On the other hand, there are reasons for doubting the accuracy of Hall and Holinshed's assessment. Their “common fame” echoes suspiciously the “common opinion” of Lambeth MS 84 (and of Caxton's Liber ultimus, although Caxton assigns popular belief to the voluntary starvation story). It may well be that Hall and Holinshed were simply following their sources conservatively, thus reflecting the situation in the fifteenth century before the Exton account was introduced into England. Hall does admit doubt whether Henry ordered Richard's death or not and he does offer “the diuersities of opinions concerning the deathe of this infortunate prince, remittyng to your iudgement whiche you thynke moost trewe, but the very truthe is that he died of a violent death, and not by the darte of naturall infirmitie.” His tear-jerking, Marlowesque apostrophe to the horrors of death by starvation may suggest that this was the version that he accepted as historical.

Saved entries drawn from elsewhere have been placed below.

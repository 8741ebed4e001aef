//! Application-wide constants
//!
//! Magic numbers and string literals shared across the crate, grouped by concern.

/// Config file location
pub mod config {
    /// Directory under the platform config dir
    pub const APP_DIR: &str = "macros-manager";

    /// Config file name
    pub const FILENAME: &str = "config.json";

    /// Subdirectory of the platform data dir holding the file-backed store
    pub const DATA_DIR: &str = "var";
}

/// Macro editing defaults
pub mod macros {
    /// Number of action slots every preset carries
    pub const DEFAULT_SLOT_COUNT: usize = 20;

    /// Name given to presets created without one
    pub const DEFAULT_PRESET_NAME: &str = "New";

    /// Number of party member HP fields exposed to conditions
    pub const PARTY_SIZE: u8 = 8;
}

/// Agent HTTP API
pub mod api {
    /// Base URL of the agent's HTTP API
    pub const DEFAULT_BASE_URL: &str = "http://localhost:8088/api";

    /// Request timeout in milliseconds
    pub const DEFAULT_TIMEOUT_MS: u64 = 5_000;
}

/// Log stream
pub mod logs {
    /// Lines kept in the log history window
    pub const HISTORY_LIMIT: usize = 200;

    /// Default address of the agent's log socket
    pub const DEFAULT_ADDRESS: &str = "127.0.0.1:8089";
}

/// File-backed store layout
pub mod storage {
    /// Profiles subdirectory
    pub const PROFILES_DIR: &str = "profiles";

    /// Presets subdirectory
    pub const PRESETS_DIR: &str = "presets";

    /// Extension of stored documents
    pub const EXTENSION: &str = "json";
}

/// Input event constants (from evdev)
pub mod input {
    /// Key press event value
    pub const KEY_PRESS: i32 = 1;
}

/// Input device paths
pub mod paths {
    /// Directory holding evdev device nodes
    pub const DEV_INPUT: &str = "/dev/input";
}

/// Permission hints for evdev access
pub mod permissions {
    /// Group granting read access to input devices
    pub const INPUT_GROUP: &str = "input";

    /// Command to join the input group
    pub const ADD_TO_INPUT_GROUP: &str = "sudo usermod -aG input $USER";
}

/// Bounds applied to loaded configuration
pub mod validation {
    /// Smallest usable slot count
    pub const MIN_SLOT_COUNT: usize = 1;

    /// Largest slot count accepted from config
    pub const MAX_SLOT_COUNT: usize = 100;

    /// Largest log history window
    pub const MAX_HISTORY_LIMIT: usize = 10_000;

    /// Shortest request timeout in milliseconds
    pub const MIN_TIMEOUT_MS: u64 = 100;
}
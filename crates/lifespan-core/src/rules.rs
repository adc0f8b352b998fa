//! Adjustment rules.
//!
//! Each rule is a pure function of the normalized request that either
//! produces one adjustment (with a confidence delta) or nothing. Rules never
//! read each other's output, so the lifespan sum is order-independent; the
//! order of [`RULES`] only fixes the presentation order of the breakdown.

use lifespan_model::{Factor, Gender, NormalizedRequest, StressLevel};

/// Result of a rule that fired.
#[derive(Debug, Clone, Copy, PartialEq)]
pub struct RuleOutcome {
    pub factor: Factor,
    pub years: f64,
    pub confidence_delta: i32,
}

impl RuleOutcome {
    fn new(factor: Factor, years: f64) -> Self {
        Self {
            factor,
            years,
            confidence_delta: 0,
        }
    }

    fn with_confidence(mut self, delta: i32) -> Self {
        self.confidence_delta = delta;
        self
    }
}

/// A named adjustment rule.
#[derive(Clone, Copy)]
pub struct AdjustmentRule {
    pub name: &'static str,
    pub apply: fn(&NormalizedRequest) -> Option<RuleOutcome>,
}

impl std::fmt::Debug for AdjustmentRule {
    fn fmt(&self, f: &mut std::fmt::Formatter<'_>) -> std::fmt::Result {
        f.debug_struct("AdjustmentRule")
            .field("name", &self.name)
            .finish_non_exhaustive()
    }
}

/// All rules in presentation order.
pub static RULES: [AdjustmentRule; 5] = [
    AdjustmentRule {
        name: "smoking",
        apply: smoking,
    },
    AdjustmentRule {
        name: "exercise",
        apply: exercise,
    },
    AdjustmentRule {
        name: "stress",
        apply: stress,
    },
    AdjustmentRule {
        name: "bmi",
        apply: bmi,
    },
    AdjustmentRule {
        name: "gender_unspecified",
        apply: gender_unspecified,
    },
];

pub const SMOKING_YEARS: f64 = -7.0;
pub const NON_SMOKER_BONUS_YEARS: f64 = 1.5;
pub const GENDER_UNSPECIFIED_YEARS: f64 = -0.3;

/// Penalty by stress level 1..=5.
pub const STRESS_PENALTIES: [f64; 5] = [-0.5, -1.0, -1.5, -2.2, -3.0];

/// Smokers lose seven years; everyone else gets a small bonus. Always fires.
pub fn smoking(request: &NormalizedRequest) -> Option<RuleOutcome> {
    let outcome = if request.is_smoker {
        RuleOutcome::new(Factor::Smoking, SMOKING_YEARS).with_confidence(-5)
    } else {
        RuleOutcome::new(Factor::NonSmokerBonus, NON_SMOKER_BONUS_YEARS).with_confidence(2)
    };
    Some(outcome)
}

/// Weekly exercise minutes. No entry for zero minutes.
pub fn exercise(request: &NormalizedRequest) -> Option<RuleOutcome> {
    match request.weekly_exercise_mins {
        0 => None,
        1..150 => Some(RuleOutcome::new(Factor::Exercise, 0.5)),
        150..300 => Some(RuleOutcome::new(Factor::Exercise, 1.5)),
        _ => Some(RuleOutcome::new(Factor::Exercise, 2.5).with_confidence(2)),
    }
}

/// Stress penalty. Always fires.
pub fn stress(request: &NormalizedRequest) -> Option<RuleOutcome> {
    Some(RuleOutcome::new(
        Factor::Stress,
        stress_penalty(request.stress_level),
    ))
}

pub fn stress_penalty(level: StressLevel) -> f64 {
    STRESS_PENALTIES[usize::from(level.get() - StressLevel::MIN)]
}

/// BMI category adjustment; only when BMI is known.
pub fn bmi(request: &NormalizedRequest) -> Option<RuleOutcome> {
    request
        .bmi
        .map(|value| RuleOutcome::new(Factor::Bmi, bmi_years(value)).with_confidence(3))
}

/// Year delta for a BMI value.
pub fn bmi_years(bmi: f64) -> f64 {
    if bmi < 18.5 {
        -1.5
    } else if bmi < 25.0 {
        1.0
    } else if bmi < 30.0 {
        -1.0
    } else if bmi < 35.0 {
        -3.0
    } else {
        -6.0
    }
}

pub fn gender_unspecified(request: &NormalizedRequest) -> Option<RuleOutcome> {
    (request.gender == Gender::Unspecified)
        .then(|| RuleOutcome::new(Factor::GenderUnspecified, GENDER_UNSPECIFIED_YEARS))
}
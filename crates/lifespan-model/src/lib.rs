//! Data model for the life expectancy estimator.
//!
//! - [`PredictionRequest`]: raw caller input
//! - [`NormalizedRequest`]: validated input the engine consumes
//! - [`PredictionResult`]: estimate with factor breakdown
//! - [`ValidationError`]: why a request was rejected

pub mod enums;
pub mod error;
pub mod numeric;
pub mod request;
pub mod result;

pub use enums::{Country, Factor, Gender};
pub use error::{Field, Result, ValidationError};
pub use numeric::round_to;
pub use request::{NormalizedRequest, PredictionRequest, StressLevel};
pub use result::{Adjustment, Adjustments, PredictionResult};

Holinshed gives the three versions, though he seems to favor the Exton story since the narration of Richard's obsequies follows naturally thereupon, with no intervening expression of doubt. The Myrroure for Magistrates (1559), Samuel Daniel's Civil Wars (1595), and John Hayward's King Henry the IV (1599) accept the murder by Exton (though Daniel “will not here defile / My unstained verse with his opprobrious name” and it is left to a marginal note to remark “This Knight was Sir Pierce of Exton”).30 Despite Hall and Holinshed, it would appear that the Exton murder had become the “common fame” in the course of the sixteenth century, though there had also arisen some doubt whether Henry was directly responsible. Shakespeare is, then, simply following the general current belief in his choice of deaths. Shakespeare also reflects sixteenth-century doubts over Henry's direct involvement and responsibility—“some saye he commaunded, other talke that he condiscended, many wryte that he knewe nat tyll it was done, and then it confirmed” as Hall wrote.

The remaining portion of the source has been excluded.